[Start of section]

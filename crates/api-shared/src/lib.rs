//! # API Shared
//!
//! Shared definitions for the medstock HTTP API.
//!
//! Contains:
//! - Request and response types (`wire` module)
//! - Shared services like `HealthService`
//!
//! Used by `api-rest` on the server side and by `medstock-client` on the client side, so both
//! ends agree on field names.

pub mod health;
pub mod wire;

pub use health::HealthService;
pub use wire::*;
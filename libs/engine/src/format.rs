use std::str::FromStr;
use std::fmt::{self, Display, Formatter};
use std::io::{self, Write};

use serde::ser::{Serialize, Serializer};
use serde::de::{self, Deserialize, Deserializer};
use failure_derive::Fail;

use script::MappingTree;

use crate::{MappingEmitter, ProguardEmitter, SrgEmitter};

/// The text formats compiled mappings can be emitted as
#[derive(Copy, Clone, Debug, Eq, PartialEq, Hash)]
pub enum EmitFormat {
    Proguard,
    Srg
}
impl EmitFormat {
    pub const ALL: [EmitFormat; 2] = [EmitFormat::Proguard, EmitFormat::Srg];
    #[inline]
    pub fn id(self) -> &'static str {
        match self {
            EmitFormat::Proguard => "proguard",
            EmitFormat::Srg => "srg",
        }
    }
    fn from_id(id: &str) -> Option<EmitFormat> {
        EmitFormat::ALL.iter().cloned()
            .find(|format| format.id().eq_ignore_ascii_case(id))
    }
    pub fn emitter(self) -> &'static dyn MappingEmitter {
        match self {
            EmitFormat::Proguard => &ProguardEmitter,
            EmitFormat::Srg => &SrgEmitter,
        }
    }
    #[inline]
    pub fn emit(self, tree: &MappingTree, version: Option<&str>, out: &mut dyn Write) -> io::Result<()> {
        self.emitter().emit(tree, version, out)
    }
    /// Emit several trees into one output.
    ///
    /// ProGuard output separates the trees with a blank line, like its classes.
    pub fn emit_all(self, trees: &[MappingTree], version: Option<&str>, out: &mut dyn Write) -> io::Result<()> {
        let mut first = true;
        for tree in trees.iter().filter(|tree| !tree.classes.is_empty()) {
            if !first && self == EmitFormat::Proguard {
                writeln!(out)?;
            }
            first = false;
            self.emit(tree, version, out)?;
        }
        Ok(())
    }
    pub fn emit_to_string(self, tree: &MappingTree, version: Option<&str>) -> String {
        let mut buffer = Vec::new();
        // Writing to a vec can't fail
        let _ = self.emit(tree, version, &mut buffer);
        String::from_utf8_lossy(&buffer).into_owned()
    }
}
impl FromStr for EmitFormat {
    type Err = InvalidFormat;

    fn from_str(s: &str) -> Result<Self, InvalidFormat> {
        EmitFormat::from_id(s).ok_or_else(|| InvalidFormat(s.into()))
    }
}
impl Display for EmitFormat {
    #[inline]
    fn fmt(&self, f: &mut Formatter) -> fmt::Result {
        f.write_str(self.id())
    }
}
impl<'de> Deserialize<'de> for EmitFormat {
    fn deserialize<D>(deserializer: D) -> Result<Self, D::Error> where
        D: Deserializer<'de> {
        struct EmitFormatVisitor;
        impl<'de> de::Visitor<'de> for EmitFormatVisitor {
            type Value = EmitFormat;

            fn expecting(&self, formatter: &mut Formatter) -> fmt::Result {
                formatter.write_str("an emit format")
            }

            #[inline]
            fn visit_str<E>(self, s: &str) -> Result<EmitFormat, E> where
                E: de::Error, {
                EmitFormat::from_str(s).map_err(E::custom)
            }
        }
        deserializer.deserialize_str(EmitFormatVisitor)
    }
}
impl Serialize for EmitFormat {
    #[inline]
    fn serialize<S>(&self, serializer: S) -> Result<S::Ok, S::Error> where
        S: Serializer {
        serializer.serialize_str(self.id())
    }
}

#[derive(Debug, Fail)]
#[fail(display = "Invalid emit format {:?}", _0)]
pub struct InvalidFormat(pub String);
//! Compiler and versioned lookup for reguard mapping scripts.
//!
//! A mapping script records how the original names of classes, methods and fields
//! correspond to their obfuscated names, across every released version:
//!
//! ```text
//! pkg com.example;
//! import java.util.List;
//! class MyClass <- a [type="class"] {
//!     md foo(List) <- b {
//!         aliases { v1 b_v1; removed v2; }
//!     }
//!     fd bar <- c;
//! }
//! ```
//!
//! Source text goes through the [lexer], the [parser] and the [interpreter]
//! to produce a [MappingTree]. [compile] runs all three at once.
//! Trees can then be checked with [validate()](validate::validate)
//! and queried through a [MappingLookup].
extern crate indexmap;
extern crate failure;
extern crate failure_derive;
extern crate serde;
extern crate serde_derive;
extern crate itertools;
extern crate log;

use failure_derive::Fail;

pub mod token;
pub mod lexer;
pub mod ast;
pub mod parser;
pub mod interpreter;
pub mod tree;
pub mod validate;
pub mod lookup;

pub use self::token::{Token, TokenKind};
pub use self::lexer::{tokenize, LexError, LexErrorReason};
pub use self::parser::{parse, ParseError};
pub use self::interpreter::interpret;
pub use self::tree::*;
pub use self::validate::{ValidationError, ValidationErrorKind};
pub use self::lookup::{MappingIndex, MappingLookup, SourcedClass};

/// Compile mapping script source into its resolved tree
pub fn compile(source: &str) -> Result<MappingTree, CompileError> {
    let tokens = tokenize(source)?;
    let file = parse(&tokens)?;
    Ok(interpret(file))
}

#[derive(Debug, Fail)]
pub enum CompileError {
    #[fail(display = "{}", _0)]
    Lex(#[cause] LexError),
    #[fail(display = "{}", _0)]
    Parse(#[cause] ParseError)
}
impl From<LexError> for CompileError {
    #[inline]
    fn from(e: LexError) -> Self {
        CompileError::Lex(e)
    }
}
impl From<ParseError> for CompileError {
    #[inline]
    fn from(e: ParseError) -> Self {
        CompileError::Parse(e)
    }
}
//! Context-sensitive lexer for mapping scripts.
//!
//! Whether a word is a keyword depends on where it appears.
//! Declaration headers (the name after `pkg`, `import`, `class`, `md` or `fd`)
//! and `aliases` blocks treat every word as an identifier,
//! so entries may legitimately be named `class`, `fd`, and so on.
//! The lexer tracks this with an explicit stack of [LexContext]s.
use std::fmt::{self, Display, Formatter};

use failure_derive::Fail;

use crate::token::{Token, TokenKind};

/// The number of most recently emitted tokens, the `{` itself included,
/// inspected when a brace opens a scope that no declaration header accounts for.
pub const BRACE_CONTEXT_WINDOW: usize = 3;

#[derive(Copy, Clone, Debug, Eq, PartialEq, Hash)]
pub enum LexContext {
    Global,
    PackageName,
    ImportPath,
    ClassName,
    MethodName,
    FieldName,
    AliasContext,
    ClassBody,
    MemberBody,
    Block
}
impl LexContext {
    /// Headers last until the `{` or `;` that ends their declaration
    #[inline]
    pub fn is_header(self) -> bool {
        match self {
            LexContext::PackageName | LexContext::ImportPath |
            LexContext::ClassName | LexContext::MethodName |
            LexContext::FieldName => true,
            _ => false
        }
    }
    fn body(self) -> LexContext {
        match self {
            LexContext::ClassName => LexContext::ClassBody,
            LexContext::MethodName | LexContext::FieldName => LexContext::MemberBody,
            _ => LexContext::Block
        }
    }
    pub fn classify(self, word: &str) -> TokenKind {
        match self {
            LexContext::Global | LexContext::ClassBody |
            LexContext::MemberBody | LexContext::Block => {
                match TokenKind::keyword(word) {
                    Some(TokenKind::As) | None => TokenKind::Identifier,
                    Some(keyword) => keyword
                }
            },
            LexContext::ImportPath if word == "as" => TokenKind::As,
            LexContext::ImportPath | LexContext::PackageName |
            LexContext::ClassName | LexContext::MethodName |
            LexContext::FieldName | LexContext::AliasContext => TokenKind::Identifier,
        }
    }
}

pub struct Lexer {
    source: Vec<char>,
    current: usize,
    line: u32,
    column: u32,
    tokens: Vec<Token>,
    contexts: Vec<LexContext>
}
impl Lexer {
    pub fn new(source: &str) -> Lexer {
        Lexer {
            source: source.chars().collect(),
            current: 0,
            line: 1,
            column: 1,
            tokens: Vec::new(),
            contexts: vec![LexContext::Global]
        }
    }
    pub fn tokenize(mut self) -> Result<Vec<Token>, LexError> {
        self.scan_all()?;
        Ok(self.tokens)
    }
    fn scan_all(&mut self) -> Result<(), LexError> {
        while !self.is_at_end() {
            self.scan_token()?;
        }
        let (line, column) = (self.line, self.column);
        self.add_token(TokenKind::Eof, "", line, column);
        Ok(())
    }
    #[inline]
    fn context(&self) -> LexContext {
        self.contexts.last().cloned().unwrap_or(LexContext::Global)
    }
    fn scan_token(&mut self) -> Result<(), LexError> {
        let (line, column) = (self.line, self.column);
        let start = self.current;
        let c = self.advance();
        match c {
            ' ' | '\t' | '\r' | '\n' => {},
            '{' => {
                self.add_token(TokenKind::LeftBrace, "{", line, column);
                self.enter_block();
            },
            '}' => {
                self.add_token(TokenKind::RightBrace, "}", line, column);
                self.leave_block();
            },
            '(' => self.add_token(TokenKind::LeftParen, "(", line, column),
            ')' => self.add_token(TokenKind::RightParen, ")", line, column),
            '[' => self.add_token(TokenKind::LeftBracket, "[", line, column),
            ']' => self.add_token(TokenKind::RightBracket, "]", line, column),
            ';' => {
                self.add_token(TokenKind::Semicolon, ";", line, column);
                self.close_headers();
            },
            ',' => self.add_token(TokenKind::Comma, ",", line, column),
            '=' => self.add_token(TokenKind::Equals, "=", line, column),
            '.' => {
                if self.peek() == Some('.') && self.peek_next() == Some('.') {
                    self.advance();
                    self.advance();
                    self.add_token(TokenKind::Varargs, "...", line, column);
                } else {
                    self.add_token(TokenKind::Dot, ".", line, column);
                }
            },
            '<' => {
                if !self.match_char('-') {
                    return Err(LexError::new(line, column, LexErrorReason::UnexpectedCharacter('<')))
                }
                self.add_token(TokenKind::LeftArrow, "<-", line, column);
            },
            '/' => self.comment(line, column)?,
            '"' => self.string(line, column)?,
            c if c.is_ascii_digit() => {
                self.advance_while(|c| c.is_ascii_digit());
                let text = self.text(start, self.current);
                self.add_token(TokenKind::Number, text, line, column);
            },
            c if is_identifier_start(c) => {
                self.advance_while(is_identifier_part);
                let text = self.text(start, self.current);
                let kind = self.context().classify(&text);
                self.add_token(kind, text, line, column);
                self.enter_header(kind);
            },
            c => return Err(LexError::new(line, column, LexErrorReason::UnexpectedCharacter(c)))
        }
        Ok(())
    }
    fn comment(&mut self, line: u32, column: u32) -> Result<(), LexError> {
        if self.match_char('/') {
            let start = self.current;
            self.advance_while(|c| c != '\n');
            let text = self.text(start, self.current);
            self.add_token(TokenKind::Comment, text, line, column);
            Ok(())
        } else if self.match_char('*') {
            // NOTE: `/**/` is an empty block comment, not javadoc
            let javadoc = self.peek() == Some('*') && self.peek_next() != Some('/');
            if javadoc {
                self.advance();
            }
            let start = self.current;
            loop {
                match self.peek() {
                    None => return Err(LexError::new(line, column, LexErrorReason::UnterminatedComment)),
                    Some('*') if self.peek_next() == Some('/') => break,
                    Some(_) => { self.advance(); }
                }
            }
            let text = self.text(start, self.current);
            self.advance(); // '*'
            self.advance(); // '/'
            let kind = if javadoc { TokenKind::Javadoc } else { TokenKind::Comment };
            self.add_token(kind, text, line, column);
            Ok(())
        } else {
            Err(LexError::new(line, column, LexErrorReason::UnexpectedCharacter('/')))
        }
    }
    fn string(&mut self, line: u32, column: u32) -> Result<(), LexError> {
        let start = self.current;
        loop {
            match self.peek() {
                None => return Err(LexError::new(line, column, LexErrorReason::UnterminatedString)),
                Some('"') => break,
                Some(_) => { self.advance(); }
            }
        }
        let text = self.text(start, self.current);
        self.advance(); // closing '"'
        self.add_token(TokenKind::String, text, line, column);
        Ok(())
    }
    fn enter_header(&mut self, kind: TokenKind) {
        let header = match kind {
            TokenKind::Pkg => LexContext::PackageName,
            TokenKind::Import => LexContext::ImportPath,
            TokenKind::Class => LexContext::ClassName,
            TokenKind::Md => LexContext::MethodName,
            TokenKind::Fd => LexContext::FieldName,
            _ => return
        };
        self.contexts.push(header);
    }
    fn enter_block(&mut self) {
        let current = self.context();
        if current.is_header() {
            self.contexts.pop();
            self.contexts.push(current.body());
        } else {
            let inferred = self.infer_block_context();
            self.contexts.push(inferred);
        }
    }
    /// Guess the scope a brace opens from the tokens ending with it.
    fn infer_block_context(&self) -> LexContext {
        let start = self.tokens.len().saturating_sub(BRACE_CONTEXT_WINDOW);
        let recent = &self.tokens[start..];
        let has = |kind: TokenKind| recent.iter().any(|token| token.kind == kind);
        if has(TokenKind::Aliases) {
            LexContext::AliasContext
        } else if has(TokenKind::Class) {
            LexContext::ClassBody
        } else if has(TokenKind::Md) || has(TokenKind::Fd) {
            LexContext::MemberBody
        } else {
            LexContext::Block
        }
    }
    fn leave_block(&mut self) {
        self.close_headers();
        if self.contexts.len() > 1 {
            self.contexts.pop();
        }
    }
    fn close_headers(&mut self) {
        while self.context().is_header() {
            self.contexts.pop();
        }
    }
    fn add_token(&mut self, kind: TokenKind, lexeme: impl Into<String>, line: u32, column: u32) {
        self.tokens.push(Token::new(kind, lexeme, line, column));
    }
    #[inline]
    fn text(&self, start: usize, end: usize) -> String {
        self.source[start..end].iter().collect()
    }
    fn advance(&mut self) -> char {
        let c = self.source[self.current];
        self.current += 1;
        if c == '\n' {
            self.line += 1;
            self.column = 1;
        } else {
            self.column += 1;
        }
        c
    }
    fn advance_while(&mut self, predicate: impl Fn(char) -> bool) {
        while self.peek().map_or(false, &predicate) {
            self.advance();
        }
    }
    fn match_char(&mut self, expected: char) -> bool {
        if self.peek() == Some(expected) {
            self.advance();
            true
        } else {
            false
        }
    }
    #[inline]
    fn peek(&self) -> Option<char> {
        self.source.get(self.current).cloned()
    }
    #[inline]
    fn peek_next(&self) -> Option<char> {
        self.source.get(self.current + 1).cloned()
    }
    #[inline]
    fn is_at_end(&self) -> bool {
        self.current >= self.source.len()
    }
}
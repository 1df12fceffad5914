//! Consumers of compiled mapping trees.
//!
//! Two text formats are supported, selected by [EmitFormat]:
//! - `proguard` - `original -> obfuscated:` blocks with indented member lines
//! - `srg` - `CL:`/`FD:`/`MD:` lines using slash separated JVM names and descriptors
//!
//! Both emit the obfuscated names of an optional version,
//! falling back to the default obfuscated name when that version has no alias.
//! [NameRemapper] translates JVM internal names and descriptors through a lookup instead.
extern crate script;
extern crate failure;
extern crate failure_derive;
extern crate itertools;
extern crate indexmap;
extern crate log;
extern crate serde;

use std::io::{self, Write};

use script::{Aliasable, ClassMapping, MappingTree};

mod format;
mod proguard;
mod srg;
mod remap;

pub use self::format::{EmitFormat, InvalidFormat};
pub use self::proguard::ProguardEmitter;
pub use self::srg::{SrgEmitter, method_descriptor, type_descriptor};
pub use self::remap::NameRemapper;

/// Writes a mapping tree in some text format
pub trait MappingEmitter {
    fn emit(&self, tree: &MappingTree, version: Option<&str>, out: &mut dyn Write) -> io::Result<()>;
}

/// The package qualified original name of a top-level class
pub fn original_class_name(tree: &MappingTree, class: &ClassMapping) -> String {
    qualify(&tree.package_name, &class.original_name)
}

/// The obfuscated name of a top-level class for the given version.
///
/// Unqualified names are placed in the package of the tree.
pub fn obfuscated_class_name(tree: &MappingTree, class: &ClassMapping, version: Option<&str>) -> String {
    let name = class.resolve_obfuscated_name(version);
    if name.contains('.') {
        name.to_owned()
    } else {
        qualify(&tree.package_name, name)
    }
}

fn qualify(package: &str, name: &str) -> String {
    if package.is_empty() {
        name.to_owned()
    } else {
        format!("{}.{}", package, name)
    }
}

/// Convert a dotted class name into its internal form
#[inline]
pub fn internal_name(name: &str) -> String {
    name.replace('.', "/")
}

#[cfg(test)]
mod test {
    use super::*;
    use script::AliasEntry;

    #[test]
    fn class_names() {
        let mut tree = MappingTree::default();
        let mut class = ClassMapping::new("MyClass", "a");
        class.aliases.push(AliasEntry::new("v1", "org.other.b"));
        assert_eq!(original_class_name(&tree, &class), "MyClass");
        assert_eq!(obfuscated_class_name(&tree, &class, None), "a");
        tree.package_name = "com.example".into();
        assert_eq!(original_class_name(&tree, &class), "com.example.MyClass");
        assert_eq!(obfuscated_class_name(&tree, &class, None), "com.example.a");
        assert_eq!(obfuscated_class_name(&tree, &class, Some("v1")), "org.other.b");
        assert_eq!(internal_name("org.other.b"), "org/other/b");
    }
}
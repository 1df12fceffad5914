use std::io::{self, Write};

use itertools::Itertools;

use script::{Aliasable, MappingTree, ResolvedParameter};

use crate::{MappingEmitter, original_class_name, obfuscated_class_name};

/// Emits `original -> obfuscated:` blocks.
///
/// Fields come before methods, and a blank line separates consecutive classes.
#[derive(Copy, Clone, Debug, Default)]
pub struct ProguardEmitter;
impl MappingEmitter for ProguardEmitter {
    fn emit(&self, tree: &MappingTree, version: Option<&str>, out: &mut dyn Write) -> io::Result<()> {
        for (index, class) in tree.classes.iter().enumerate() {
            if index > 0 {
                writeln!(out)?;
            }
            writeln!(
                out, "{} -> {}:",
                original_class_name(tree, class),
                obfuscated_class_name(tree, class, version)
            )?;
            for field in &class.fields {
                writeln!(out, "    {} -> {}", field.original_name, field.resolve_obfuscated_name(version))?;
            }
            for method in &class.methods {
                writeln!(
                    out, "    {}({}) -> {}",
                    method.original_name,
                    method.parameters.iter().map(parameter_type).join(","),
                    method.resolve_obfuscated_name(version)
                )?;
            }
        }
        Ok(())
    }
}

fn parameter_type(param: &ResolvedParameter) -> String {
    if param.varargs {
        format!("{}...", param.type_name)
    } else {
        param.type_name.clone()
    }
}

[End of section]

Exercise: Lines of the listing above that contain the word "PackageName" should all be returned.

Result of this task:
    PackageName,
            LexContext::PackageName | LexContext::ImportPath |
            LexContext::ImportPath | LexContext::PackageName |
            TokenKind::Pkg => LexContext::PackageName,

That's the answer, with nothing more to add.